- [What you need to do] Output, without any change, the listing below from its opening line up to and including the line with "the end-to-end driver.".

=== Section Start ===

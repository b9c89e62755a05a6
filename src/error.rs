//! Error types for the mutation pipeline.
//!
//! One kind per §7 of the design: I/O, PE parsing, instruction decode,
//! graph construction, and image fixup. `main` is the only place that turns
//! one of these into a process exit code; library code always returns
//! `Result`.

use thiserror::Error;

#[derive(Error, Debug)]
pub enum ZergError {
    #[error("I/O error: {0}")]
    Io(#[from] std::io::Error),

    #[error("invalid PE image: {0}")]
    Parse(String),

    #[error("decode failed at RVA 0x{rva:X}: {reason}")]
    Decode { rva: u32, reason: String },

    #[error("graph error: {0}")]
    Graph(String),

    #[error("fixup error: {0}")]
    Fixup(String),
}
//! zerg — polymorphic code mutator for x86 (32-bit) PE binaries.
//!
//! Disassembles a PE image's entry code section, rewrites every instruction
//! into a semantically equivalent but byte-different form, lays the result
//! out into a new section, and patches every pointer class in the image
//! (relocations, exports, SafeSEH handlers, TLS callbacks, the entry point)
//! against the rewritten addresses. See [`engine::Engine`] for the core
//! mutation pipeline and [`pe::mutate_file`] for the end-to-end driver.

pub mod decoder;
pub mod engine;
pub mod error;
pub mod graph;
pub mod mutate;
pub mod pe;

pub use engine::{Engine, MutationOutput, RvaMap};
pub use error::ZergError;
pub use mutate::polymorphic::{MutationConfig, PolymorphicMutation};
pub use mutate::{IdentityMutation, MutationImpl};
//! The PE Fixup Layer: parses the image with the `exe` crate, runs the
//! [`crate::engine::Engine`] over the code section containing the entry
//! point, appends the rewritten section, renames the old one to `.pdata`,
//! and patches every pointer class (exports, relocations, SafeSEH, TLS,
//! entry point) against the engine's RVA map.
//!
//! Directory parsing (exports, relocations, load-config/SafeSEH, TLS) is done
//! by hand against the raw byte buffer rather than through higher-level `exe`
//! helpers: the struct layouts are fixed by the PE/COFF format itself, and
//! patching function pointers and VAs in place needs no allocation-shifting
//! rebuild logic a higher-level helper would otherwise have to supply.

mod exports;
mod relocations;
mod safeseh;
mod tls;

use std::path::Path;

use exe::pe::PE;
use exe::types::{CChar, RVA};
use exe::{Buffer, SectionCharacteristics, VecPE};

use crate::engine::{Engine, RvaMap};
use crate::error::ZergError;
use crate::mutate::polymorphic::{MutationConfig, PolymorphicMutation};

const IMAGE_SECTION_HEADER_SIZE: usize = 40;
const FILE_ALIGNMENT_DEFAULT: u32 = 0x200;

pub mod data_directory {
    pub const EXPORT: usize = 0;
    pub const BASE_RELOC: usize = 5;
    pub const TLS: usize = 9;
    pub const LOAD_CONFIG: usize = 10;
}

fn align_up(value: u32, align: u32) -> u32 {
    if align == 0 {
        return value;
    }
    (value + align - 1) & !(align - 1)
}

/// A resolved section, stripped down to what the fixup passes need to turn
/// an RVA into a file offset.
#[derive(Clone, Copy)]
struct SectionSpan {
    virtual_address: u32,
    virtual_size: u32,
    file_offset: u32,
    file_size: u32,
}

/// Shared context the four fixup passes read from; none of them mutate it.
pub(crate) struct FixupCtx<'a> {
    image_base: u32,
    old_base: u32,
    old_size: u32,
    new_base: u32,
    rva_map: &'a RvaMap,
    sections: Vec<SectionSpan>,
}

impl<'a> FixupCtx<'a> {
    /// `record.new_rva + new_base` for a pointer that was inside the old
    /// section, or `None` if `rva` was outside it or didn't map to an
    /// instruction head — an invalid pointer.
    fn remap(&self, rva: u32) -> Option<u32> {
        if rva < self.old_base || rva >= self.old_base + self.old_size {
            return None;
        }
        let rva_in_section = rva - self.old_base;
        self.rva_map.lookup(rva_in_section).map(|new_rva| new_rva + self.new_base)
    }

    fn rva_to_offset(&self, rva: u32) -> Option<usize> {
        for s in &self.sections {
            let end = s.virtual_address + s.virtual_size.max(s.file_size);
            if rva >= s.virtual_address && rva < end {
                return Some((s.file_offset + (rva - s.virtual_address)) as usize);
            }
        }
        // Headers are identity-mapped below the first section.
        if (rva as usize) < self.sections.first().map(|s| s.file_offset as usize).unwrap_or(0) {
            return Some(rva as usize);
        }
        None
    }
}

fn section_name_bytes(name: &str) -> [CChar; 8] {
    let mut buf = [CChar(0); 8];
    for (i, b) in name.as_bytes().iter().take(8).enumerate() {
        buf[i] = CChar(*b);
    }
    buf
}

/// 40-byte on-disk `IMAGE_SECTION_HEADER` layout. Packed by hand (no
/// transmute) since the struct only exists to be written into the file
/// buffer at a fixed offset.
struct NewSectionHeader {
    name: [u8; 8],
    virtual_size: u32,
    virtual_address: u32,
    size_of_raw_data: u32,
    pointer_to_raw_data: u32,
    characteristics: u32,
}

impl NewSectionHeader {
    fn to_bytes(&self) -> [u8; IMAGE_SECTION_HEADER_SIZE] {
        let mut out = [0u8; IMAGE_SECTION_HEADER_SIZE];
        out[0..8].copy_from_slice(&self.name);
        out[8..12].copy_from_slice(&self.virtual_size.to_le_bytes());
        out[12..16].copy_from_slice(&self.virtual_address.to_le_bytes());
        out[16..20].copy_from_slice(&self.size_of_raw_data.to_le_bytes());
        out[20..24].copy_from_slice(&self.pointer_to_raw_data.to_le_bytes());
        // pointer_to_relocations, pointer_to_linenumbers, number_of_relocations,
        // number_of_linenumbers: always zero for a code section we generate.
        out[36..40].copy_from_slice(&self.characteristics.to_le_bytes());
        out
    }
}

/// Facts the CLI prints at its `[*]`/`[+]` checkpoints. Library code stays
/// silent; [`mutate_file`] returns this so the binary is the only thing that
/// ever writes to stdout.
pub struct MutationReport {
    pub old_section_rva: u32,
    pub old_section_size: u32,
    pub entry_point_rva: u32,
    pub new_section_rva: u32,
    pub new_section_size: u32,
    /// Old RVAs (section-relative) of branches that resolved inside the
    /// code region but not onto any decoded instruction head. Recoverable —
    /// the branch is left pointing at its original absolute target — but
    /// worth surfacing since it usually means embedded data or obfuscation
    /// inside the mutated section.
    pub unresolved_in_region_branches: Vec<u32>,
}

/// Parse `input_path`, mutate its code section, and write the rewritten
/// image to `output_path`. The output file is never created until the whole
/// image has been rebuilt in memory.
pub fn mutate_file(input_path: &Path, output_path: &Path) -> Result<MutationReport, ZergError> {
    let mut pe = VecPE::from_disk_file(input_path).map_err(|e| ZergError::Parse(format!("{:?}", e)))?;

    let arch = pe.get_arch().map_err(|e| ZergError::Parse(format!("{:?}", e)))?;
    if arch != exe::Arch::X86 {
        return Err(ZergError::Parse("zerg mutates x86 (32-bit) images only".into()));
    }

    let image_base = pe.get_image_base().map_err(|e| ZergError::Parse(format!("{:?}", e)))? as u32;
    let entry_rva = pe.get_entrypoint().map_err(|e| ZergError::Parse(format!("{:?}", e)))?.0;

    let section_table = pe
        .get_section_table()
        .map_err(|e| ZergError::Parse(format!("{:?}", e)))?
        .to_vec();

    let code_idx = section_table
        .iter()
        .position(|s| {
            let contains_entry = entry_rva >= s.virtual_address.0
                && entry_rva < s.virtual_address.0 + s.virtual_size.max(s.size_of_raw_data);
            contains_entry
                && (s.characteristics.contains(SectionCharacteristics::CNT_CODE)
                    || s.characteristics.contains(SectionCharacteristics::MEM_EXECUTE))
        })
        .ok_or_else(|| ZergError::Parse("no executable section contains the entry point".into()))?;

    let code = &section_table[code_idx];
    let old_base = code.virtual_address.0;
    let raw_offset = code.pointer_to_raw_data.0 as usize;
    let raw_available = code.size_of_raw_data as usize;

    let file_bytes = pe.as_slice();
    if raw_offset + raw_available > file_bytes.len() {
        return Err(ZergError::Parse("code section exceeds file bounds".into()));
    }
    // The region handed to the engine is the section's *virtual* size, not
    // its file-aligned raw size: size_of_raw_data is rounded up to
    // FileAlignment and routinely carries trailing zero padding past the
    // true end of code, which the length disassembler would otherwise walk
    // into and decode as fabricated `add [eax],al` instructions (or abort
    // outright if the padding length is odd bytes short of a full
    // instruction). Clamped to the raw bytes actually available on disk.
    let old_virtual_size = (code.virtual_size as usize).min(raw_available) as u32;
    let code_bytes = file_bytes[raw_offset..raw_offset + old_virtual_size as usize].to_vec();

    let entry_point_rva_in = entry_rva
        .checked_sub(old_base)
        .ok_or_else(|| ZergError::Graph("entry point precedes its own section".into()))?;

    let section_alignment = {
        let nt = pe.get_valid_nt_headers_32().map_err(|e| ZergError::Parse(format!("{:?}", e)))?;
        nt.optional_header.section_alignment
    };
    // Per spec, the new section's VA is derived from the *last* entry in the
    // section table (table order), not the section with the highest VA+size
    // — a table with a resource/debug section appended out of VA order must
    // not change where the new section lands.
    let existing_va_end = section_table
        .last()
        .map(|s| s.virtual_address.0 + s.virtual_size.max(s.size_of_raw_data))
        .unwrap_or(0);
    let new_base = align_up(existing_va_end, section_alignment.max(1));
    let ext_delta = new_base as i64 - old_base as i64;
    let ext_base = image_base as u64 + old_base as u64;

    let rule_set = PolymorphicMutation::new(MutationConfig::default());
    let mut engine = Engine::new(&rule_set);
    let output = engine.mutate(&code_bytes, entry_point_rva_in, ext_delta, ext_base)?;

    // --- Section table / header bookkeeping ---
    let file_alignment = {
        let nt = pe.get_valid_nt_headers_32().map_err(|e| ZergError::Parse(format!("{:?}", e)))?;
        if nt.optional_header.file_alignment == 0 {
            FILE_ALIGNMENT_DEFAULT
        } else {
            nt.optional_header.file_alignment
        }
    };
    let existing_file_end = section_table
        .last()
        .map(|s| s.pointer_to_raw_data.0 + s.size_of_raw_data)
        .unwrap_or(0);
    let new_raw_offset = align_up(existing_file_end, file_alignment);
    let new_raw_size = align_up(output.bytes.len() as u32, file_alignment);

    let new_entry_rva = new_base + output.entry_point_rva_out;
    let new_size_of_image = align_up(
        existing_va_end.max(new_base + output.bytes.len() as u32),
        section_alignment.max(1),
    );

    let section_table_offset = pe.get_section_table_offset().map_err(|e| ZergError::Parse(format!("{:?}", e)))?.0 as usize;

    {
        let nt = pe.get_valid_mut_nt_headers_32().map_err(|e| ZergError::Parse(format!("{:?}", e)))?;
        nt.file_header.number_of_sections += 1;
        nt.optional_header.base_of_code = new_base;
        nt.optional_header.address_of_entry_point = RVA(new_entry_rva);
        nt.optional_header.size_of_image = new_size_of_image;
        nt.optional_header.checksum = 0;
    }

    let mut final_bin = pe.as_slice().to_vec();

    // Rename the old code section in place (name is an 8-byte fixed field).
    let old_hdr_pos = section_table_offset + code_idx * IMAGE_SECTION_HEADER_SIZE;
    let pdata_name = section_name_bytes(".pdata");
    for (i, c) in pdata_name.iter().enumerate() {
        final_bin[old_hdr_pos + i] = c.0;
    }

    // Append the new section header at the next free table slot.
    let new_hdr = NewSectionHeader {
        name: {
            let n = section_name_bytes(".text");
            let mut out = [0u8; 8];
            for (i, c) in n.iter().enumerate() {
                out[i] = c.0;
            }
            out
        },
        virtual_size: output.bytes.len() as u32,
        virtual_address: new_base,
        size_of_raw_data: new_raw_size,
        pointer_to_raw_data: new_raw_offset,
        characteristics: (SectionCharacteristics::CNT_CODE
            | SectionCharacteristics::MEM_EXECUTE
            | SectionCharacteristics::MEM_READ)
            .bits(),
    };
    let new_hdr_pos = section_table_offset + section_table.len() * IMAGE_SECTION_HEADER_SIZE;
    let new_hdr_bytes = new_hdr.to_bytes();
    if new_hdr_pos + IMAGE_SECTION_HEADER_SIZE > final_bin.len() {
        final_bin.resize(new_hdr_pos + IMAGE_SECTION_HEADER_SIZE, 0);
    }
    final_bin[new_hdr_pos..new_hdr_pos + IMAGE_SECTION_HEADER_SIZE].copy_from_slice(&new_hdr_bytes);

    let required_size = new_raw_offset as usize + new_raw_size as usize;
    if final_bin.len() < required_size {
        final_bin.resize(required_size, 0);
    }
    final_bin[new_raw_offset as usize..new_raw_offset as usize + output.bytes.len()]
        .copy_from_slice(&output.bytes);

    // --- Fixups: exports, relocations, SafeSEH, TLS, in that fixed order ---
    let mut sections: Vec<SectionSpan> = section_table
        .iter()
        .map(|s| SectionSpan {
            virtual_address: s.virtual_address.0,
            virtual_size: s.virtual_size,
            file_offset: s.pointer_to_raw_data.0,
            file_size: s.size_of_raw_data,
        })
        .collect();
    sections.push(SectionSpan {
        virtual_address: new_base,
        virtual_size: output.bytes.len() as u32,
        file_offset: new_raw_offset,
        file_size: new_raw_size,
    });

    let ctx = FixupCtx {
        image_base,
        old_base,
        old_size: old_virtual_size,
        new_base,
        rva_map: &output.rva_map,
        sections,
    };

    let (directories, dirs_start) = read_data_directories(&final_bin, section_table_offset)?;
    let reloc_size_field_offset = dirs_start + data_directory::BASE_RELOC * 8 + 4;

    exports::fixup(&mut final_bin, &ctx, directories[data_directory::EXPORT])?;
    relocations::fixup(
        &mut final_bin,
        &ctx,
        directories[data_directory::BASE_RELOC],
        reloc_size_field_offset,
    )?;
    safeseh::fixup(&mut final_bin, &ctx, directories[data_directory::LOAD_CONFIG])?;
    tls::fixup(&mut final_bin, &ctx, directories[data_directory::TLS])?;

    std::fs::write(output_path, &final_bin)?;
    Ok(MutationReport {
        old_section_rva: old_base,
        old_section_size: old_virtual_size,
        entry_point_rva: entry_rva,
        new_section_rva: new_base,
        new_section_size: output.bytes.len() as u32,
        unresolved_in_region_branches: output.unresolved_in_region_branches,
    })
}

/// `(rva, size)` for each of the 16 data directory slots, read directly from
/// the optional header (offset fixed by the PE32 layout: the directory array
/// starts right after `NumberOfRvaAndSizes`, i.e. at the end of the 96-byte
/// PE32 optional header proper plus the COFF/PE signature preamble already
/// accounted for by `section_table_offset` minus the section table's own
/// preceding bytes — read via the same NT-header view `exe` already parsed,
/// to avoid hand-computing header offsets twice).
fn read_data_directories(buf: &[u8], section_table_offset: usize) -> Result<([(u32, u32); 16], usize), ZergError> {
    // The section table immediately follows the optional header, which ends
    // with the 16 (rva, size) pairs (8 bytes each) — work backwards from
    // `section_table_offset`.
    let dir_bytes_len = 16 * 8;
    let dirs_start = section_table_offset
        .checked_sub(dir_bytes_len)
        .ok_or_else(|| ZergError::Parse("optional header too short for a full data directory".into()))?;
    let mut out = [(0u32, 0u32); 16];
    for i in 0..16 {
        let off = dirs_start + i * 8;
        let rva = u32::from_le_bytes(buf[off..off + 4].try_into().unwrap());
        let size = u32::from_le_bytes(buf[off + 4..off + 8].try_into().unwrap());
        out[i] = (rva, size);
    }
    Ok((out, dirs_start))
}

=== Section End ===

- [Result]
repository b9c89e62755a05a6
filename src/error.rs
//! Error types for the mutation pipeline.
//!
//! One kind per §7 of the design: I/O, PE parsing, instruction decode,
//! graph construction, and image fixup. `main` is the only place that turns
//! one of these into a process exit code; library code always returns
//! `Result`.

use thiserror::Error;

#[derive(Error, Debug)]
pub enum ZergError {
    #[error("I/O error: {0}")]
    Io(#[from] std::io::Error),

    #[error("invalid PE image: {0}")]
    Parse(String),

    #[error("decode failed at RVA 0x{rva:X}: {reason}")]
    Decode { rva: u32, reason: String },

    #[error("graph error: {0}")]
    Graph(String),

    #[error("fixup error: {0}")]
    Fixup(String),
}
//! zerg — polymorphic code mutator for x86 (32-bit) PE binaries.
//!
//! Disassembles a PE image's entry code section, rewrites every instruction
//! into a semantically equivalent but byte-different form, lays the result
//! out into a new section, and patches every pointer class in the image
//! (relocations, exports, SafeSEH handlers, TLS callbacks, the entry point)
//! against the rewritten addresses. See [`engine::Engine`] for the core
//! mutation pipeline and [`pe::mutate_file`] for the end-to-end driver.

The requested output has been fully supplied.